— What needs to be done —
Determine the number of lines in the listing that include the string "always"; the reply consists of that number only.

— Data —
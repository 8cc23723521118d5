//! JSON instrument configuration.
//!
//! A config file can name other config files to load first (`preloads`) and
//! define sampled instruments from WAV tracks. Builtin instruments always
//! win over configured ones of the same name; two configured instruments
//! with the same name are an error.

use std::collections::HashMap;
use std::path::{Path, PathBuf};
use std::rc::Rc;

use serde::Deserialize;
use tracing::debug;

use crate::error::EvalError;
use crate::instrument::{builtin_instruments, Instrument, Interpolation, Track};

#[derive(Debug, Deserialize)]
struct ConfigFile {
    #[serde(default)]
    preloads: Vec<PathBuf>,
    #[serde(default)]
    instruments: HashMap<String, InstrumentSpec>,
}

#[derive(Debug, Deserialize)]
#[serde(deny_unknown_fields)]
struct InstrumentSpec {
    /// WAV path to the frequency it was recorded at.
    tracks: HashMap<PathBuf, f64>,
    #[serde(default)]
    pitchless: bool,
    #[serde(default)]
    continuous: bool,
    #[serde(default)]
    interpolation: Interpolation,
}

/// Loads a config file (and its preloads) on top of the builtin instruments.
pub fn load_instruments(path: &Path) -> Result<HashMap<String, Rc<Instrument>>, EvalError> {
    let mut configured = HashMap::new();
    let mut visited = Vec::new();
    load_into(path, &mut visited, &mut configured)?;
    // Builtins take precedence over anything configured under their names.
    configured.extend(builtin_instruments());
    Ok(configured)
}

fn load_into(
    path: &Path,
    visited: &mut Vec<PathBuf>,
    instruments: &mut HashMap<String, Rc<Instrument>>,
) -> Result<(), EvalError> {
    if visited.iter().any(|p| p == path) {
        return Err(EvalError::Config(format!(
            "circular preloading through '{}'",
            path.display()
        )));
    }
    visited.push(path.to_owned());
    debug!(path = %path.display(), "loading instrument config");

    let text = std::fs::read_to_string(path)?;
    let config: ConfigFile = serde_json::from_str(&text)
        .map_err(|e| EvalError::Config(format!("{}: {e}", path.display())))?;

    for preload in &config.preloads {
        load_into(preload, visited, instruments)?;
    }

    for (name, spec) in config.instruments {
        if instruments.contains_key(&name) {
            return Err(EvalError::Config(format!(
                "instrument '{name}' is defined twice"
            )));
        }
        let mut tracks = Vec::with_capacity(spec.tracks.len());
        for (wav, freq) in spec.tracks {
            tracks.push(Track::load(&wav, freq)?);
        }
        let instrument = Instrument::sampled(
            &name,
            tracks,
            spec.pitchless,
            spec.continuous,
            spec.interpolation,
        )?;
        instruments.insert(name, Rc::new(instrument));
    }
    Ok(())
}

#[cfg(test)]
mod tests {
    use super::*;
    use std::io::Write;

    fn write_wav(path: &Path) {
        let spec = hound::WavSpec {
            channels: 1,
            sample_rate: 8000,
            bits_per_sample: 16,
            sample_format: hound::SampleFormat::Int,
        };
        let mut writer = hound::WavWriter::create(path, spec).unwrap();
        for i in 0..16 {
            writer.write_sample((i * 100) as i16).unwrap();
        }
        writer.finalize().unwrap();
    }

    fn write_json(path: &Path, text: &str) {
        let mut file = std::fs::File::create(path).unwrap();
        file.write_all(text.as_bytes()).unwrap();
    }

    #[test]
    fn loads_instruments_and_preloads() {
        let dir = tempfile::tempdir().unwrap();
        let wav = dir.path().join("pluck.wav");
        write_wav(&wav);

        let base = dir.path().join("base.json");
        write_json(
            &base,
            &format!(
                r#"{{"instruments": {{"pluck": {{"tracks": {{{:?}: 220.0}}, "interpolation": "lerp"}}}}}}"#,
                wav.to_str().unwrap()
            ),
        );
        let main = dir.path().join("main.json");
        write_json(
            &main,
            &format!(
                r#"{{"preloads": [{:?}], "instruments": {{"kick": {{"tracks": {{{:?}: 60.0}}, "pitchless": true}}}}}}"#,
                base.to_str().unwrap(),
                wav.to_str().unwrap()
            ),
        );

        let instruments = load_instruments(&main).unwrap();
        assert!(instruments.contains_key("pluck"));
        assert!(instruments["kick"].pitchless());
        assert_eq!(instruments["kick"].base_freq(), Some(60.0));
        // Builtins are always present.
        assert!(instruments.contains_key("sin"));
    }

    #[test]
    fn circular_preloads_fail() {
        let dir = tempfile::tempdir().unwrap();
        let a = dir.path().join("a.json");
        let b = dir.path().join("b.json");
        write_json(&a, &format!(r#"{{"preloads": [{:?}]}}"#, b.to_str().unwrap()));
        write_json(&b, &format!(r#"{{"preloads": [{:?}]}}"#, a.to_str().unwrap()));
        assert!(matches!(
            load_instruments(&a),
            Err(EvalError::Config(_))
        ));
    }

    #[test]
    fn duplicate_instrument_names_fail() {
        let dir = tempfile::tempdir().unwrap();
        let wav = dir.path().join("x.wav");
        write_wav(&wav);
        let a = dir.path().join("a.json");
        let b = dir.path().join("b.json");
        let instr = format!(r#"{{"x": {{"tracks": {{{:?}: 100.0}}}}}}"#, wav.to_str().unwrap());
        write_json(
            &a,
            &format!(
                r#"{{"preloads": [{:?}], "instruments": {instr}}}"#,
                b.to_str().unwrap()
            ),
        );
        write_json(&b, &format!(r#"{{"instruments": {instr}}}"#));
        assert!(load_instruments(&a).is_err());
    }

    #[test]
    fn builtin_names_shadow_configured_ones() {
        let dir = tempfile::tempdir().unwrap();
        let wav = dir.path().join("x.wav");
        write_wav(&wav);
        let a = dir.path().join("a.json");
        write_json(
            &a,
            &format!(
                r#"{{"instruments": {{"sin": {{"tracks": {{{:?}: 100.0}}}}}}}}"#,
                wav.to_str().unwrap()
            ),
        );
        let instruments = load_instruments(&a).unwrap();
        assert_eq!(instruments["sin"].base_freq(), None);
    }
}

— Response —
2